*INSTRUCTIONS FOR THE TASK:*
Across all the entries below, how many lines contain the string "input"? The number by itself is the answer.

[Extracted records]
Segment Open
fn activate_ability(state: &mut GameState, frame: &mut Frame) {
    if !frame.input.activate_ability || frame.now < state.buffs.ability_cooldown_until {
        return;
    }
    let Some(secs) = state.upgrade_value(UpgradeKind::VelocitySync) else {
        return;
    };
    state.buffs.ability_active_until = frame.now + (secs * 1000.0) as u64;
    state.buffs.ability_cooldown_until = state.buffs.ability_active_until + state.tuning.ability_cooldown_ms;
    frame.sfx.push(SoundEffect::PowerUp);
}

fn run_steps(state: &mut GameState, frame: &mut Frame) -> Step {
    // 1. periodic anomalies
    shift_traps(state, frame);
    let map = WallMap::new(&state.walls);

    // 2. magnet
    attract_coins(state, &map);

    // 3-7. steering, warp, pickups, rebuild, walls
    let dir = resolve_direction(state, frame, &map);
    if dir != IVec2::ZERO && !state.segments.is_empty() {
        move_chassis(state, frame, &map, dir)?;
    }

    // 8. rapid decay
    decay(state, frame);

    // 9. boss
    step_boss(state, frame, &map)?;

    // 10. enemies
    step_enemies(state, frame, &map)?;

    // 11. self-collision
    if frame.moved {
        check_self_collision(state, frame)?;
    }

    // 12. sequence
    mark_sequence(state);

    // 13. portals
    step_portals(state, frame, &map)?;

    // 14. coins
    collect_coins(state, frame);

    // 15. HUD guidance
    state.pending_type = pending_type(&state.segments);

    // 16. replenish
    spawn_pickups_if_needed(state, &map);
    Ok(())
}

fn shift_traps(state: &mut GameState, frame: &mut Frame) {
    if !state.has_anomaly(AnomalyKind::TrapShift)
        || frame.now.saturating_sub(state.last_trap_shift_at) < state.tuning.trap_shift_interval_ms
    {
        return;
    }
    state.last_trap_shift_at = frame.now;

    let movable: Vec<usize> = state
        .walls
        .iter()
        .enumerate()
        .filter(|(_, w)| w.kind == WallKind::Trap && !w.cells().any(is_perimeter))
        .map(|(i, _)| i)
        .collect();
    for i in movable {
        let trap = state.walls[i];
        let others: Vec<Wall> = state
            .walls
            .iter()
            .enumerate()
            .filter(|(j, _)| *j != i)
            .map(|(_, w)| *w)
            .collect();
        let map = WallMap::new(&others);
        let pos = find_clear_area(state, &map, IVec2::new(trap.width, trap.height), 4.0);
        state.walls[i].x = pos.x;
        state.walls[i].y = pos.y;
        frame.vfx.push(VfxEvent::at(VfxKind::TrapShift, pos));
    }
    log::debug!("Traps shifted at {}", frame.now);
}

fn attract_coins(state: &mut GameState, map: &WallMap) {
    let Some(range) = state.upgrade_value(UpgradeKind::Magnet) else {
        return;
    };
    if state.segments.is_empty() {
        return;
    }
    let head = state.head_pos();
    let mut occupancy = Occupancy::from_state(state);
    for coin in &mut state.coins {
        let d = distance(coin.pos, head);
        if d == 0.0 || d > range {
            continue;
        }
        let next = coin.pos + step_toward(coin.pos, head);
        if !map.is_blocked(next) && !occupancy.contains(next) {
            occupancy.remove(coin.pos);
            occupancy.insert(next);
            coin.pos = next;
        }
    }
}

fn resolve_direction(state: &mut GameState, frame: &mut Frame, map: &WallMap) -> IVec2 {
    let mut dir = state.direction;
    let wanted = frame.input.direction.clamp(IVec2::NEG_ONE, IVec2::ONE);
    let cardinal = wanted != IVec2::ZERO && (wanted.x == 0 || wanted.y == 0);
    if cardinal && !into_neck(&state.segments, wanted) {
        dir = wanted;
    }

    if dir != IVec2::ZERO
        && state.has_anomaly(AnomalyKind::MagneticWalls)
        && state.rng.random_bool(state.tuning.magnetic_wall_chance)
        && let Some(pull) = magnetic_pull(state, map)
    {
        dir = pull;
        frame.forced_direction = Some(pull);
    }
    dir
}

/// True if moving `dir` would fold the head back onto the first body segment
fn into_neck(segments: &[Segment], dir: IVec2) -> bool {
    match segments {
        [head, neck, ..] => head.pos + dir == neck.pos,
        _ => false,
    }
}

/// Step toward the nearest wall cell in the box around the head
fn magnetic_pull(state: &GameState, map: &WallMap) -> Option<IVec2> {
    let head = state.head_pos();
    let mut nearest: Option<(f32, IVec2)> = None;
    for dy in -MAGNETIC_WALL_RANGE..=MAGNETIC_WALL_RANGE {
        for dx in -MAGNETIC_WALL_RANGE..=MAGNETIC_WALL_RANGE {
            let p = head + IVec2::new(dx, dy);
            if p == head || !in_bounds(p) || !map.is_blocked(p) {
                continue;
            }
            let d = distance(p, head);
            if nearest.is_none_or(|(nd, _)| d < nd) {
                nearest = Some((d, p));
            }
        }
    }
    let (_, wall) = nearest?;
    let pull = step_toward(head, wall);
    (pull != IVec2::ZERO && !into_neck(&state.segments, pull)).then_some(pull)
}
Segment Closed
*RESPONSE TO THE TASK:*
2